The writer is very indignant at the scant courtesy paid to his great kinsfolk the Albas, and at the fact that they have had to put up with lodgings that are considered below their dignity even in the villages. "It is not enough," he says, "to deprive them of their office, but they must needs give them bad quarters as well.... These English are the most ungrateful people in the world, and hate the Spaniards worse than the devil, as they readily show, for they rob us in the town itself, and not a soul dares to venture two miles on the road without being robbed. There is no justice for us. We are ordered by the King to avoid dispute and put up with everything whilst we are here, enduring all their attacks in silence. They therefore despise us and treat us badly. We have complained to Bibriesca and the ambassador, but they say it is for his Majesty's sake that we must bear everything patiently."

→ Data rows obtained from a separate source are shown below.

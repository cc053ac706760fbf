use crate::ai::minimax::Heuristic;
use crate::board::Side;
use crate::game::TablutBoard;

/// The value of a won board, always larger than any material difference.
/// Wins further away in the search are worth slightly less so the shortest win gets picked.
pub const WIN_VALUE: i32 = 1_000;

/// The deepest search for which won boards still outscore every material value.
pub const MAX_SEARCH_DEPTH: u32 = 512;

/// Counts pieces: the number of defenders (including the king) minus the number of attackers,
/// from the POV of the side to move.
#[derive(Debug, Default, Copy, Clone)]
pub struct MaterialHeuristic;

impl MaterialHeuristic {
    /// The material difference from the POV of the defender.
    pub fn material(board: &TablutBoard) -> i32 {
        board.num_pieces(Side::Defender) as i32 - board.num_pieces(Side::Attacker) as i32
    }
}

impl Heuristic<TablutBoard> for MaterialHeuristic {
    type V = i32;

    fn value(&self, board: &TablutBoard, length: u32) -> Self::V {
        let pov = board.turn();

        if let Some(winner) = board.winner() {
            debug_assert!(length <= MAX_SEARCH_DEPTH);
            return winner.sign::<i32>(pov) * (WIN_VALUE - length as i32);
        }

        Side::Defender.sign::<i32>(pov) * Self::material(board)
    }
}
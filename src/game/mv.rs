use std::fmt::{Debug, Display, Formatter};
use std::str::FromStr;

use nom::Finish;

use crate::game::square::{Direction, Square};

/// A rook move from one square to another on the same row or column.
#[derive(Copy, Clone, Eq, PartialEq, Hash)]
pub struct Move {
    from: Square,
    to: Square,
}

#[derive(Debug, Clone, Eq, PartialEq, thiserror::Error)]
#[error("invalid move '{0}'")]
pub struct InvalidMove(pub String);

#[derive(Debug, Clone, Eq, PartialEq, thiserror::Error)]
#[error("invalid square '{0}'")]
pub struct InvalidSquare(pub String);

impl Move {
    /// Build the move `from-to`, or `None` if the squares are equal or don't share a row or column.
    pub fn new(from: Square, to: Square) -> Option<Move> {
        from.direction_to(to).map(|_| Move { from, to })
    }

    /// Every rook move on the board, legal or not, ordered by `from` and then by `to` square index.
    pub fn all() -> impl Iterator<Item = Move> {
        Square::all().flat_map(|from| Square::all().filter_map(move |to| Move::new(from, to)))
    }

    pub(crate) fn new_unchecked(from: Square, to: Square) -> Move {
        debug_assert!(from.direction_to(to).is_some(), "{}-{} is not a rook move", from, to);
        Move { from, to }
    }

    pub fn from(self) -> Square {
        self.from
    }

    pub fn to(self) -> Square {
        self.to
    }

    pub fn direction(self) -> Direction {
        // SAFETY: the constructors ensure the squares are aligned and distinct
        self.from.direction_to(self.to).unwrap()
    }

    /// The shortest notation for this move, eg. `d1-3` for d1 to d3 and `e1-c` for e1 to c1.
    pub fn to_notation(self) -> String {
        if self.from.col() == self.to.col() {
            format!("{}-{}", self.from, self.to.row() + 1)
        } else {
            format!("{}-{}", self.from, (b'a' + self.to.col()) as char)
        }
    }

    /// Parse a move written as `d1-d3`, `d1-3` or `e1-c`.
    pub fn from_notation(s: &str) -> Result<Move, InvalidMove> {
        let err = || InvalidMove(s.to_owned());

        let (_, (from, dest)) = parse::mv(s).finish().map_err(|_| err())?;
        let to = match dest {
            parse::Dest::Full(to) => to,
            parse::Dest::Row(row) => Square::new(from.col(), row),
            parse::Dest::Col(col) => Square::new(col, from.row()),
        };

        Move::new(from, to).ok_or_else(err)
    }
}

mod parse {
    use nom::branch::alt;
    use nom::character::complete::{char, satisfy};
    use nom::combinator::{eof, map};
    use nom::sequence::{pair, preceded, terminated};
    use nom::IResult;

    use super::*;

    pub(super) enum Dest {
        Full(Square),
        Row(u8),
        Col(u8),
    }

    fn col(input: &str) -> IResult<&str, u8> {
        map(satisfy(|c| ('a'..='i').contains(&c)), |c| c as u8 - b'a')(input)
    }

    fn row(input: &str) -> IResult<&str, u8> {
        map(satisfy(|c| ('1'..='9').contains(&c)), |c| c as u8 - b'1')(input)
    }

    pub(super) fn square(input: &str) -> IResult<&str, Square> {
        map(pair(col, row), |(col, row)| Square::new(col, row))(input)
    }

    fn dest(input: &str) -> IResult<&str, Dest> {
        alt((map(square, Dest::Full), map(row, Dest::Row), map(col, Dest::Col)))(input)
    }

    pub(super) fn mv(input: &str) -> IResult<&str, (Square, Dest)> {
        terminated(pair(square, preceded(char('-'), dest)), eof)(input)
    }

    pub(super) fn single_square(input: &str) -> IResult<&str, Square> {
        terminated(square, eof)(input)
    }
}

impl FromStr for Move {
    type Err = InvalidMove;

    fn from_str(s: &str) -> Result<Self, Self::Err> {
        Move::from_notation(s)
    }
}

impl FromStr for Square {
    type Err = InvalidSquare;

    fn from_str(s: &str) -> Result<Self, Self::Err> {
        parse::single_square(s)
            .finish()
            .map(|(_, square)| square)
            .map_err(|_| InvalidSquare(s.to_owned()))
    }
}

impl Debug for Move {
    fn fmt(&self, f: &mut Formatter<'_>) -> std::fmt::Result {
        write!(f, "{}", self.to_notation())
    }
}

impl Display for Move {
    fn fmt(&self, f: &mut Formatter<'_>) -> std::fmt::Result {
        write!(f, "{}", self.to_notation())
    }
}
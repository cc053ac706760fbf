use tablut::ai::minimax::{MiniMaxBot, SearchLimits};
use tablut::ai::simple::RandomBot;
use tablut::board::Side;
use tablut::game::TablutBoard;
use tablut::heuristic::tablut::MaterialHeuristic;
use tablut::util::bot_game;
use tablut::util::tiny::consistent_rng;

#[test]
fn minimax_against_random() {
    let start = || {
        let mut board = TablutBoard::default();
        board.set_move_limit(50).unwrap();
        board
    };

    let result = bot_game::run(
        start,
        || MiniMaxBot::new(SearchLimits::depth(1), MaterialHeuristic),
        || RandomBot::new(consistent_rng()),
        2,
        true,
        |wins, replay| println!("{:?} after {} moves", wins, replay.moves.len()),
    );
    println!("{:?}", result);

    assert_eq!(result.game_count(), 4);
    assert_eq!(result.replays.len(), 4);
    assert_eq!(result.wins.total(), 4);
    assert!(result.replays.iter().all(|r| r.moves.len() <= 101));
    assert!(result.average_game_length() <= 101.0);
    assert_eq!(result.attacker_wins, result.replays.iter().filter(|r| r.winner == Side::Attacker).count() as u32);
}
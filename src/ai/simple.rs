//! Bots that don't search: [RandomBot] and [FirstMoveBot].
use std::fmt::{Debug, Formatter};

use internal_iterator::InternalIterator;
use rand::Rng;

use crate::ai::Bot;
use crate::board::{Board, BoardDone, BoardMoves};

/// Bot that chooses moves randomly uniformly among possible moves.
pub struct RandomBot<R: Rng> {
    rng: R,
}

impl<R: Rng> Debug for RandomBot<R> {
    fn fmt(&self, f: &mut Formatter<'_>) -> std::fmt::Result {
        write!(f, "RandomBot")
    }
}

impl<R: Rng> RandomBot<R> {
    pub fn new(rng: R) -> Self {
        RandomBot { rng }
    }
}

impl<B: Board, R: Rng> Bot<B> for RandomBot<R> {
    fn select_move(&mut self, board: &B) -> Result<B::Move, BoardDone> {
        board.random_available_move(&mut self.rng)
    }
}

/// Bot that always plays the first available move, useful as a fully predictable opponent.
#[derive(Debug, Default, Copy, Clone)]
pub struct FirstMoveBot;

impl<B: Board> Bot<B> for FirstMoveBot {
    fn select_move(&mut self, board: &B) -> Result<B::Move, BoardDone> {
        // SAFETY: a board that is not done always has an available move
        Ok(board.available_moves()?.next().unwrap())
    }
}
use std::time::Duration;

use internal_iterator::InternalIterator;

use tablut::ai::minimax::{find_move, minimax_value, Heuristic, MiniMaxBot, SearchLimits};
use tablut::ai::Bot;
use tablut::board::{Board, BoardDone, BoardMoves, Side};
use tablut::game::{Move, Piece, TablutBoard};
use tablut::heuristic::tablut::{MaterialHeuristic, WIN_VALUE};
use tablut::util::board_gen::random_board_with_moves;
use tablut::util::tiny::consistent_rng;

fn layout(text: &str, turn: Side) -> TablutBoard {
    TablutBoard::from_layout(text, turn).unwrap()
}

fn mv(s: &str) -> Move {
    s.parse().unwrap()
}

/// Plain negamax without pruning, on fresh copies of the board.
fn naive_value(board: &TablutBoard, length: u32, depth: u32) -> i32 {
    if board.is_done() || depth == 0 {
        return MaterialHeuristic.value(board, length);
    }

    let moves: Vec<_> = board.available_moves().unwrap().collect();
    moves
        .into_iter()
        .map(|mv| {
            let mut child = board.snapshot();
            child.play(mv).unwrap();
            -naive_value(&child, length + 1, depth - 1)
        })
        .max()
        .unwrap()
}

#[test]
fn deterministic() {
    let board = TablutBoard::default();
    let limits = SearchLimits::depth(2);

    let first = find_move(&board, &MaterialHeuristic, limits).unwrap();
    let second = find_move(&board, &MaterialHeuristic, limits).unwrap();
    assert_eq!(first, second);
    assert_eq!(first.depth, 2);
    assert!(board.is_available_move(first.best_move).unwrap());
}

#[test]
fn single_legal_move() {
    let board = layout(
        "
        - - - - - - - - -
        - - - - - - - - -
        - - - - - - - - -
        - - - - - - - - -
        - - - - - - - - -
        - B - - - - - - -
        B - - - - - - - -
        W K B - - - - - -
        W W B - - - - - -
        ",
        Side::Defender,
    );
    let moves: Vec<_> = board.available_moves().unwrap().collect();
    assert_eq!(moves, vec![mv("b2-3")]);

    for depth in 1..=3 {
        let result = find_move(&board, &MaterialHeuristic, SearchLimits::depth(depth)).unwrap();
        assert_eq!(result.best_move, moves[0]);
    }
}

#[test]
fn defender_takes_immediate_escape() {
    let board = layout(
        "
        - - - - - - - - -
        - - - - - - - - -
        - - - - - - - - -
        - - - - - - - - -
        - - - - - - - - -
        - - - - - - - - -
        - - K - - - - - -
        - - - - - - - - -
        - - - - - - - - B
        ",
        Side::Defender,
    );

    for depth in 1..=3 {
        let result = find_move(&board, &MaterialHeuristic, SearchLimits::depth(depth)).unwrap();
        println!("depth {}: {:?}", depth, result);

        let child = board.clone_and_play(result.best_move).unwrap();
        assert_eq!(child.winner(), Some(Side::Defender));
        assert_eq!(result.value, WIN_VALUE - 1);
    }
}

#[test]
fn attacker_takes_immediate_capture() {
    let board = layout(
        "
        - - - - - - - - -
        - - - - - - - - -
        - - B - - - - - -
        - - - - - - - - -
        - - - - - - - - -
        - - - - - - - - -
        - - K - - - - - -
        - - B - - - - - -
        - - - - - - - - -
        ",
        Side::Attacker,
    );

    let result = find_move(&board, &MaterialHeuristic, SearchLimits::depth(3)).unwrap();
    assert_eq!(result.best_move, mv("c7-4"));
    assert_eq!(result.value, -(WIN_VALUE - 1));
}

#[test]
fn done_board_errors() {
    let mut board = TablutBoard::default();
    for mv in ["d1-3", "d5-7", "d3-1", "d7-5"] {
        board.play(mv.parse().unwrap()).unwrap();
    }
    assert!(board.is_done());

    assert_eq!(find_move(&board, &MaterialHeuristic, SearchLimits::default()), Err(BoardDone));
    // the attackers are to move and won, so this is a win from their POV
    assert_eq!(minimax_value(&board, &MaterialHeuristic, 3), WIN_VALUE);
}

#[test]
fn value_matches_minimax_value() {
    let board = TablutBoard::default();
    let result = find_move(&board, &MaterialHeuristic, SearchLimits::depth(2)).unwrap();

    // the attacker is to move, so the POV flips
    assert_eq!(result.value, -minimax_value(&board, &MaterialHeuristic, 2));
}

#[test]
fn alpha_beta_matches_plain_minimax() {
    let mut rng = consistent_rng();

    for _ in 0..4 {
        let board = random_board_with_moves(&TablutBoard::default(), 20, &mut rng);
        println!("{}", board);

        for depth in 0..=2 {
            assert_eq!(
                minimax_value(&board, &MaterialHeuristic, depth),
                naive_value(&board, 0, depth),
                "depth {}",
                depth
            );
        }
    }
}

#[test]
fn time_budget_stops_search() {
    let board = TablutBoard::default();
    let limits = SearchLimits::depth(10).with_time(Duration::from_millis(1));

    let result = find_move(&board, &MaterialHeuristic, limits).unwrap();
    println!("{:?}", result);

    assert!(result.depth >= 1 && result.depth < 10);
    assert!(board.is_available_move(result.best_move).unwrap());
    assert_eq!(board, TablutBoard::default());
    assert_eq!(board.undo_depth(), 0);
}

#[test]
fn search_keeps_history() {
    let mut board = TablutBoard::default();
    for mv in ["d1-3", "d5-7"] {
        board.play(mv.parse().unwrap()).unwrap();
    }

    let before = board.clone();
    find_move(&board, &MaterialHeuristic, SearchLimits::depth(3)).unwrap();
    assert_eq!(board, before);
    assert_eq!(board.undo_depth(), 2);
}

#[test]
fn bot_plays_available_moves() {
    let mut bot = MiniMaxBot::new(SearchLimits::depth(2), MaterialHeuristic);
    let mut board = TablutBoard::default();
    board.set_move_limit(10).unwrap();

    while !board.is_done() {
        let mv = bot.select_move(&board).unwrap();
        board.play(mv).unwrap();
    }

    assert_eq!(bot.select_move(&board), Err(BoardDone));
}

#[test]
fn no_pieces_to_move_is_terminal() {
    let mut board = TablutBoard::empty();
    board.put(Piece::King, "c3".parse().unwrap());
    board.clear_undo();
    assert_eq!(board.winner(), Some(Side::Defender));

    assert_eq!(find_move(&board, &MaterialHeuristic, SearchLimits::depth(2)), Err(BoardDone));
    assert_eq!(minimax_value(&board, &MaterialHeuristic, 2), -WIN_VALUE);
}

#[test]
fn search_without_moves_on_unchecked_board() {
    // removing pieces with put doesn't update the winner until clear_undo
    let mut board = TablutBoard::default();
    for square in board.piece_locations(Side::Attacker) {
        board.put(Piece::Empty, square);
    }
    assert_eq!(board.winner(), None);

    assert_eq!(find_move(&board, &MaterialHeuristic, SearchLimits::depth(2)), Err(BoardDone));
    assert_eq!(
        find_move(&board, &MaterialHeuristic, SearchLimits::depth(2).with_time(Duration::from_secs(1))),
        Err(BoardDone)
    );
    assert_eq!(minimax_value(&board, &MaterialHeuristic, 2), -9);
}
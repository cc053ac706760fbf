use std::fmt::Debug;

use crate::board::{Board, BoardDone};

pub mod minimax;
pub mod simple;

pub trait Bot<B: Board>: Debug {
    /// Pick a move to play. Returns `Err(BoardDone)` if the board is done.
    ///
    /// `self` is mutable to allow for random state, this method is not supposed to
    /// modify `self` in any other significant way.
    fn select_move(&mut self, board: &B) -> Result<B::Move, BoardDone>;
}

impl<B: Board, F: FnMut(&B) -> Result<B::Move, BoardDone> + Debug> Bot<B> for F {
    fn select_move(&mut self, board: &B) -> Result<B::Move, BoardDone> {
        self(board)
    }
}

It was no wonder that under such circumstances these proud hidalgos begged to be allowed to join the Emperor in Flanders for the war. Medina-Celi was the first to revolt at his treatment, and no sooner had he obtained leave to go than eighty other gentlemen followed him with their suites, and so by the middle of August the only Spanish nobles in attendance on Philip were Alba, Feria, Olivares, Pedro de Cordoba, Diego de Cordoba, and three gentlemen, amongst whom was Pedro Enriquez, the supposed author of the letters. The insults upon the Spaniards personally were bad enough; but what was more galling even was the disappointment they felt at the political effect of the match. Instead of a submissive people, ready to bow the neck at once to the new king and his followers, they found a country where even the native sovereign's power was strictly circumscribed, and where the foreigner's only hope of domination was by force of arms; and this they saw in the present case was impossible. Enriquez, if he be the author, says: "The marriage will indeed have been a failure if the Queen have no children. They told us in Castile that if his Highness became king of England we should be masters of France; but quite the contrary has turned out to be the fact, for the French are stronger than ever and are doing as they like in Flanders.... Kings here have as little power as if they were vassals, and the people who really govern are the councillors; they are not only lords of the land, but lords of the kings as well. They are all peers, some of them raised up by the Church revenues they have taken and others by their patrimonial estates, and they are feared much more than the sovereign. They publicly say they will not let the King go until they and the Queen think fit, as this country is quite big enough for any one king."